The CRTC issued a statement on losing a procedural motion at the Federal Court of Appeal in the case of the implementation timing for Wireless Code described in my posts from last summer – here and here.
It was a strange statement from the CRTC. Did losing a procedural motion merit a press release? Why would the CRTC try to appeal to the public, highlighting this ruling? As any law student, or viewer of court room drama on TV would know, a regulator or judge can’t show up at the appeal court to advocate in favour of its decision. The ruling needs to stand on its own merit.
Here is what the judge said in ruling against the CRTC:
A statutory appeal, or an application for judicial review is not an occasion for the tribunal to improve upon its reasons in light of the objections made to them by the litigants.
So the Federal Court of Appeal struck 60 paragraphs from the CRTC’s memorandum.
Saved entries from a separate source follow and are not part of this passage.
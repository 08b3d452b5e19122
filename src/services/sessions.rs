use chrono::{DateTime, Duration, Utc};
use jsonwebtoken::{decode, encode, Algorithm, DecodingKey, EncodingKey, Header, Validation};
use serde::{Deserialize, Serialize};

#[derive(Debug, Clone, Serialize, Deserialize, PartialEq)]
pub struct Claims {
    /// User id, as a string per RFC 7519.
    pub sub: String,
    pub iat: i64,
    pub exp: i64,
}

#[derive(Debug, thiserror::Error, PartialEq)]
pub enum SessionError {
    #[error("Token expired")]
    Expired,
    #[error("Invalid token: {0}")]
    Invalid(String),
    #[error("Could not sign token: {0}")]
    Signing(String),
}

/// Issues and checks HS256 session tokens.
#[derive(Clone)]
pub struct SessionIssuer {
    encoding_key: EncodingKey,
    decoding_key: DecodingKey,
    ttl: Duration,
}

impl SessionIssuer {
    pub fn new(secret: &str, ttl_secs: i64) -> Self {
        Self {
            encoding_key: EncodingKey::from_secret(secret.as_bytes()),
            decoding_key: DecodingKey::from_secret(secret.as_bytes()),
            ttl: Duration::seconds(ttl_secs),
        }
    }

    pub fn issue(&self, user_id: i64) -> Result<String, SessionError> {
        self.issue_at(user_id, Utc::now())
    }

    pub fn issue_at(&self, user_id: i64, now: DateTime<Utc>) -> Result<String, SessionError> {
        let claims = Claims {
            sub: user_id.to_string(),
            iat: now.timestamp(),
            exp: (now + self.ttl).timestamp(),
        };

        encode(&Header::new(Algorithm::HS256), &claims, &self.encoding_key)
            .map_err(|e| SessionError::Signing(e.to_string()))
    }

    /// Returns the user id carried by `token`.
    pub fn verify(&self, token: &str) -> Result<i64, SessionError> {
        self.verify_at(token, Utc::now())
    }

    /// Accepts the token while `now <= exp`; there is no leeway.
    pub fn verify_at(&self, token: &str, now: DateTime<Utc>) -> Result<i64, SessionError> {
        let mut validation = Validation::new(Algorithm::HS256);
        validation.validate_exp = false;
        validation.leeway = 0;
        validation.set_required_spec_claims(&["exp", "sub"]);

        let data = decode::<Claims>(token, &self.decoding_key, &validation)
            .map_err(|e| SessionError::Invalid(e.to_string()))?;

        if now.timestamp() > data.claims.exp {
            return Err(SessionError::Expired);
        }

        data.claims
            .sub
            .parse()
            .map_err(|_| SessionError::Invalid("subject is not a user id".to_string()))
    }
}

#[cfg(test)]
mod tests {
    use super::*;
    use rstest::rstest;

    fn issuer() -> SessionIssuer {
        SessionIssuer::new("test-secret", 3600)
    }

    #[test]
    fn token_carries_user_id() {
        let sessions = issuer();
        let token = sessions.issue(42).unwrap();

        assert_eq!(sessions.verify(&token), Ok(42));
    }

    #[rstest]
    #[case(0, true)]
    #[case(1800, true)]
    #[case(3600, true)]
    #[case(3601, false)]
    #[case(86_400, false)]
    fn token_is_valid_until_exactly_one_hour(#[case] elapsed: i64, #[case] accepted: bool) {
        let sessions = issuer();
        let issued = Utc::now();
        let token = sessions.issue_at(7, issued).unwrap();

        let result = sessions.verify_at(&token, issued + Duration::seconds(elapsed));

        if accepted {
            assert_eq!(result, Ok(7));
        } else {
            assert_eq!(result, Err(SessionError::Expired));
        }
    }

    #[test]
    fn token_from_another_secret_is_rejected() {
        let token = SessionIssuer::new("other-secret", 3600).issue(1).unwrap();

        assert!(matches!(
            issuer().verify(&token),
            Err(SessionError::Invalid(_))
        ));
    }

    #[rstest]
    #[case("")]
    #[case("not-a-token")]
    #[case("a.b.c")]
    fn malformed_tokens_are_rejected(#[case] token: &str) {
        assert!(matches!(
            issuer().verify(token),
            Err(SessionError::Invalid(_))
        ));
    }
}
pub mod bounties;
pub mod notifications;
pub mod problems;
pub mod solutions;
pub mod users;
The case before the Court of Appeal is fundamentally about the extent of legal powers of the CRTC. The first question is whether limiting termination fees in older mobile contracts is a form of retroactive rate-making. In the past, the courts have already held that the CRTC does not have retroactive rate-making powers. Alternatively, are there other proscriptive powers that might allow the CRTC to override existing contracts?
This is the heart of the case being heard by the Federal Court of Appeal. It is an important test of the extent and limits of CRTC legal powers.